Saturday, January 20, 2018

Winding Sticks Epilogue - Fixing a Screw Up: Part I

One of the inserts in my newly constructed winding sticks turned out pretty ugly. You'll notice I didn't have too many close-ups of them in my last post. These winding sticks will work just fine (in fact, the inserts are overkill, in my opinion), but I realized that every time I use them I will be embarrassed of the giant gap in one.
Giant Gap.

The others, while not perfect, look pretty good to my eye.
I decided that since the inserts were attached only with liquid hide glue, it should be easy to fix. I decided to remove the insert, make a new one and replace it.

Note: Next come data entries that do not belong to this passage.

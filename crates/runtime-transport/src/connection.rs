//! The bidirectional JSON-RPC channel every runtime component talks through.
//!
//! A [`Connection`] owns the handler tables and the outgoing queue. Reading
//! and writing only start once [`Connection::listen`] is given the two halves
//! of a byte stream; anything sent before that is queued.
//!
//! Incoming requests and notifications pass through a single dispatcher task
//! in arrival order. A notification runs to completion before the next
//! message is dispatched. A request is spawned on its own task, so a handler
//! that awaits a client round-trip never stalls the connection, but the
//! dispatcher waits until that task has been polled once. Whatever a request
//! handler does before its first suspension point is therefore ordered
//! against the messages around it.

use std::collections::HashMap;
use std::future::{self, Future};
use std::sync::Arc;
use std::sync::atomic::{AtomicBool, AtomicI64, Ordering};

use bytes::Bytes;
use futures_util::future::BoxFuture;
use parking_lot::{Mutex, RwLock};
use runtime_protocol::{
    HandlerResult, Message, Methods, Notification, Request, RequestId, Response, ResponseError,
};
use serde::{Deserialize, Serialize};
use serde_json::Value;
use tokio::io::{AsyncRead, AsyncWrite, AsyncWriteExt, BufReader, BufWriter};
use tokio::sync::{mpsc, oneshot};
use tokio_util::sync::CancellationToken;
use tracing::{debug, info, warn};

use crate::codec::{encode_frame, read_frame};
use crate::error::TransportError;

/// Boxed request handler: params plus an advisory cancellation token.
pub type RequestHandler =
    Arc<dyn Fn(Option<Value>, CancellationToken) -> BoxFuture<'static, HandlerResult> + Send + Sync>;

/// Boxed notification handler.
pub type NotificationHandler = Arc<dyn Fn(Option<Value>) -> BoxFuture<'static, ()> + Send + Sync>;

type ExitHandler = Box<dyn FnOnce() + Send>;

/// Server → client half of a connection.
///
/// Services depend on this rather than on [`Connection`] so they can be
/// driven by an in-memory client in tests.
pub trait ClientChannel: Send + Sync {
    /// Send a request to the client and wait for its response.
    fn send_request<'a>(
        &'a self,
        method: &'a str,
        params: Option<Value>,
    ) -> BoxFuture<'a, HandlerResult>;

    /// Queue a notification to the client.
    fn send_notification(&self, method: &str, params: Option<Value>) -> Result<(), TransportError>;
}

#[derive(Deserialize)]
struct CancelParams {
    id: RequestId,
}

/// A message waiting for the dispatcher.
enum Inbound {
    Request(Request, CancellationToken),
    Notification(Notification),
}

pub struct Connection {
    request_handlers: RwLock<HashMap<String, RequestHandler>>,
    notification_handlers: RwLock<HashMap<String, Vec<NotificationHandler>>>,
    exit_handlers: Mutex<Vec<ExitHandler>>,
    outgoing_tx: Mutex<Option<mpsc::UnboundedSender<Bytes>>>,
    outgoing_rx: Mutex<Option<mpsc::UnboundedReceiver<Bytes>>>,
    /// Server → client requests awaiting a response, by id
    pending: Mutex<HashMap<i64, oneshot::Sender<Response>>>,
    /// Client → server requests still running, for `$/cancelRequest`
    in_flight: Mutex<HashMap<RequestId, CancellationToken>>,
    next_id: AtomicI64,
    closed: AtomicBool,
}

impl Connection {
    pub fn new() -> Arc<Self> {
        let (outgoing_tx, outgoing_rx) = mpsc::unbounded_channel();
        Arc::new(Self {
            request_handlers: RwLock::new(HashMap::new()),
            notification_handlers: RwLock::new(HashMap::new()),
            exit_handlers: Mutex::new(Vec::new()),
            outgoing_tx: Mutex::new(Some(outgoing_tx)),
            outgoing_rx: Mutex::new(Some(outgoing_rx)),
            pending: Mutex::new(HashMap::new()),
            in_flight: Mutex::new(HashMap::new()),
            next_id: AtomicI64::new(1),
            closed: AtomicBool::new(false),
        })
    }

    // ── Handler registration ────────────────────────────────────────────

    /// Register the handler for a request method. A later registration for
    /// the same method replaces the earlier one.
    pub fn on_request<F, Fut>(&self, method: &str, handler: F)
    where
        F: Fn(Option<Value>, CancellationToken) -> Fut + Send + Sync + 'static,
        Fut: Future<Output = HandlerResult> + Send + 'static,
    {
        let handler: RequestHandler = Arc::new(move |params, token| Box::pin(handler(params, token)));
        if self
            .request_handlers
            .write()
            .insert(method.to_string(), handler)
            .is_some()
        {
            debug!("Replaced request handler for {method}");
        }
    }

    /// Register a notification handler. Every handler registered for a
    /// method runs, in registration order.
    pub fn on_notification<F, Fut>(&self, method: &str, handler: F)
    where
        F: Fn(Option<Value>) -> Fut + Send + Sync + 'static,
        Fut: Future<Output = ()> + Send + 'static,
    {
        let handler: NotificationHandler = Arc::new(move |params| Box::pin(handler(params)));
        self.notification_handlers
            .write()
            .entry(method.to_string())
            .or_default()
            .push(handler);
    }

    /// Register a callback run once when the connection stops (`exit` or EOF).
    pub fn on_exit(&self, handler: impl FnOnce() + Send + 'static) {
        self.exit_handlers.lock().push(Box::new(handler));
    }

    // ── Outgoing ────────────────────────────────────────────────────────

    /// Send a request to the client and wait for the response.
    pub async fn send_request(&self, method: &str, params: Option<Value>) -> HandlerResult {
        if self.closed.load(Ordering::SeqCst) {
            return Err(TransportError::Closed.into());
        }

        let id = self.next_id.fetch_add(1, Ordering::SeqCst);
        let (tx, rx) = oneshot::channel();
        self.pending.lock().insert(id, tx);

        if let Err(e) = self.write(&Request::new(RequestId::Number(id), method, params)) {
            self.pending.lock().remove(&id);
            return Err(e.into());
        }

        rx.await
            .map_err(|_| ResponseError::from(TransportError::Closed))?
            .into_result()
    }

    /// Queue a notification to the client.
    pub fn send_notification(&self, method: &str, params: Option<Value>) -> Result<(), TransportError> {
        self.write(&Notification::new(method, params))
    }

    fn write<T: Serialize>(&self, message: &T) -> Result<(), TransportError> {
        let frame = encode_frame(message)?;
        match self.outgoing_tx.lock().as_ref() {
            Some(tx) => tx.send(frame).map_err(|_| TransportError::Closed),
            None => Err(TransportError::Closed),
        }
    }

    // ── Read loop ───────────────────────────────────────────────────────

    /// Serve the connection until the client sends `exit` or closes input.
    ///
    /// Exit handlers run before this returns; requests still waiting on the
    /// client fail with [`TransportError::Closed`].
    pub async fn listen<R, W>(self: &Arc<Self>, reader: R, writer: W) -> Result<(), TransportError>
    where
        R: AsyncRead + Unpin,
        W: AsyncWrite + Unpin + Send + 'static,
    {
        let mut outgoing_rx = self
            .outgoing_rx
            .lock()
            .take()
            .ok_or(TransportError::AlreadyListening)?;

        // Writer task
        let writer_task = tokio::spawn(async move {
            let mut writer = BufWriter::new(writer);
            while let Some(frame) = outgoing_rx.recv().await {
                if let Err(e) = writer.write_all(&frame).await {
                    warn!("Output write error: {e}");
                    break;
                }
                if let Err(e) = writer.flush().await {
                    warn!("Output flush error: {e}");
                    break;
                }
            }
        });

        // Dispatcher task
        let (inbound_tx, mut inbound_rx) = mpsc::unbounded_channel::<Inbound>();
        let dispatcher = Arc::clone(self);
        let dispatch_task = tokio::spawn(async move {
            while let Some(inbound) = inbound_rx.recv().await {
                match inbound {
                    Inbound::Request(request, token) => dispatcher.dispatch_request(request, token).await,
                    Inbound::Notification(n) => dispatcher.dispatch_notification(n).await,
                }
            }
        });

        let mut reader = BufReader::new(reader);
        let outcome = loop {
            let body = match read_frame(&mut reader).await {
                Ok(Some(body)) => body,
                Ok(None) => {
                    info!("Input stream closed");
                    break Ok(());
                }
                Err(e) => break Err(e),
            };

            let message: Message = match serde_json::from_slice(&body) {
                Ok(message) => message,
                Err(e) => {
                    warn!("Dropping malformed message: {e}");
                    let _ = self.write(&Response::error(
                        None,
                        ResponseError::parse_error(format!("Failed to parse message: {e}")),
                    ));
                    continue;
                }
            };

            match message {
                Message::Request(request) => {
                    // Registered here so a cancel read right after the request finds it
                    let token = CancellationToken::new();
                    self.in_flight.lock().insert(request.id.clone(), token.clone());
                    let _ = inbound_tx.send(Inbound::Request(request, token));
                }
                Message::Notification(n) if n.method == Methods::EXIT => {
                    info!("Received exit notification");
                    break Ok(());
                }
                Message::Notification(n) if n.method == Methods::CANCEL_REQUEST => {
                    self.cancel_request(n.params);
                }
                Message::Notification(n) => {
                    let _ = inbound_tx.send(Inbound::Notification(n));
                }
                Message::Response(response) => self.resolve_response(response),
            }
        };

        // Dropping the senders fails every request still waiting on the client
        self.closed.store(true, Ordering::SeqCst);
        self.pending.lock().clear();
        for (_, token) in self.in_flight.lock().drain() {
            token.cancel();
        }

        // Messages read before the stop are still dispatched
        drop(inbound_tx);
        if let Err(e) = dispatch_task.await {
            warn!("Dispatcher failed: {e}");
        }

        let exit_handlers = std::mem::take(&mut *self.exit_handlers.lock());
        for handler in exit_handlers {
            handler();
        }

        // Closing the queue lets the writer drain what is left and stop
        self.outgoing_tx.lock().take();
        let _ = writer_task.await;

        outcome
    }

    /// Spawn the request's handler and return once it has been polled once.
    async fn dispatch_request(self: &Arc<Self>, request: Request, token: CancellationToken) {
        let Request { id, method, params, .. } = request;
        let handler = self.request_handlers.read().get(&method).cloned();
        let Some(handler) = handler else {
            debug!("No handler for request: {method}");
            self.in_flight.lock().remove(&id);
            let _ = self.write(&Response::error(Some(id), ResponseError::method_not_found(&method)));
            return;
        };

        let (started_tx, started_rx) = oneshot::channel::<()>();
        let mut started_tx = Some(started_tx);
        let mut handling = handler(params, token);
        let handling = future::poll_fn(move |cx| {
            let poll = handling.as_mut().poll(cx);
            if let Some(tx) = started_tx.take() {
                let _ = tx.send(());
            }
            poll
        });

        let connection = Arc::clone(self);
        tokio::spawn(async move {
            let result = handling.await;
            connection.in_flight.lock().remove(&id);
            if let Err(e) = connection.write(&Response::from_result(id, result)) {
                warn!("Failed to send response for {method}: {e}");
            }
        });

        // Err only if the task died before its first poll
        let _ = started_rx.await;
    }

    async fn dispatch_notification(&self, notification: Notification) {
        let handlers = self
            .notification_handlers
            .read()
            .get(&notification.method)
            .cloned()
            .unwrap_or_default();

        if handlers.is_empty() {
            debug!("No handler for notification: {}", notification.method);
            return;
        }

        for handler in handlers {
            handler(notification.params.clone()).await;
        }
    }

    fn cancel_request(&self, params: Option<Value>) {
        let Some(CancelParams { id }) = params.and_then(|p| serde_json::from_value(p).ok()) else {
            warn!("Ignoring malformed $/cancelRequest");
            return;
        };
        if let Some(token) = self.in_flight.lock().get(&id) {
            debug!("Cancelling request {id}");
            token.cancel();
        }
    }

    fn resolve_response(&self, response: Response) {
        let id = match response.id() {
            Some(RequestId::Number(id)) => *id,
            other => {
                warn!("Response with unexpected id: {other:?}");
                return;
            }
        };
        match self.pending.lock().remove(&id) {
            Some(tx) => {
                let _ = tx.send(response);
            }
            None => warn!("Response for unknown request id {id}"),
        }
    }
}

impl ClientChannel for Connection {
    fn send_request<'a>(
        &'a self,
        method: &'a str,
        params: Option<Value>,
    ) -> BoxFuture<'a, HandlerResult> {
        Box::pin(Connection::send_request(self, method, params))
    }

    fn send_notification(&self, method: &str, params: Option<Value>) -> Result<(), TransportError> {
        Connection::send_notification(self, method, params)
    }
}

Incidentally, I am extremely happy with how my center markers turned out. I drilled all the way through each stick, and inserted a 4mm bamboo skewer.
I think these bamboo dots look great.
Back to scheduled programming: I used some hot water and a blow dryer to weaken the glue holding the insert. I then popped it out with a chisel being careful not to bruise the sycamore, as I didn't want to re-cut this joint. The mortise itself is pretty good.
Insert coming out.

Insert out.
I have plenty of this insert wood for lots more inserts, so it was just a matter of cutting a piece a little oversize.
Oversized insert stock.

I split it to rough width with a chisel.
I wound up with a piece a little oversize. Once the glue cures, I will plane it flush for a perfect match.
A bit oversize.
If you wonder how I plane with only my two sawbenches as work surfaces, here is a photo of my setup. I put one sawbench near a corner in my office, and use a piece of wood with a birdsmouth cut out of it as a planing stop that is braced against the corner of the wall. If I need a longer worksurface, I just add another sawbench behind the first. I also added a strip to my planing stop to act as a shooting board. It works perfectly.
Shooting the ends of the insert to sneak up on a perfect fit.
I also slightly beveled the underside of the insert, so any dreck will not interfere with a tight joint where it shows.
It has the potential to be nice and tight.
All that's left is to add some glue and clamp it up.

And, cross my fingers that it doesn't move again. I think the C-clamp is what caused the problem before: I probably used too much clamping pressure.
Hopefully this clamping strategy will get it to look nice and tight.
Come back tomorrow to see how it turned out! I will take the clamps off, plane it flush and add some more finish. If all works as I hope, it will be a perfect repair!


  1. Replies
    1. Indeed! If I'd used anything else, I would have had to cut it out. I probably would have left it as is.

  2. As always, your making things work with limited resources around you and putting out a quality product in the end is an inspiration. We all love tools, lots and lots of tools but you continually demonstrate how to get things done with less. Thanks, Scott.

    1. Thanks, Scott! I truly appreciate it. I think a lot of people find the lack of tools and space a major barrier to starting woodworking, and I would like to think that perhaps I could demonstrate that it is not.


  3. Your workholding ideas are awesome. That's like a reverse Chinese palm. I guess you could put a bird's mouth at both ends. Making it into a shooting board is very clever.

    1. Thanks, Jeff! Something I really like about it is it is braced against the wall, not to the sawbench which is much too light. The shooting attachment was added in a moment of necessity, and it seems to work well.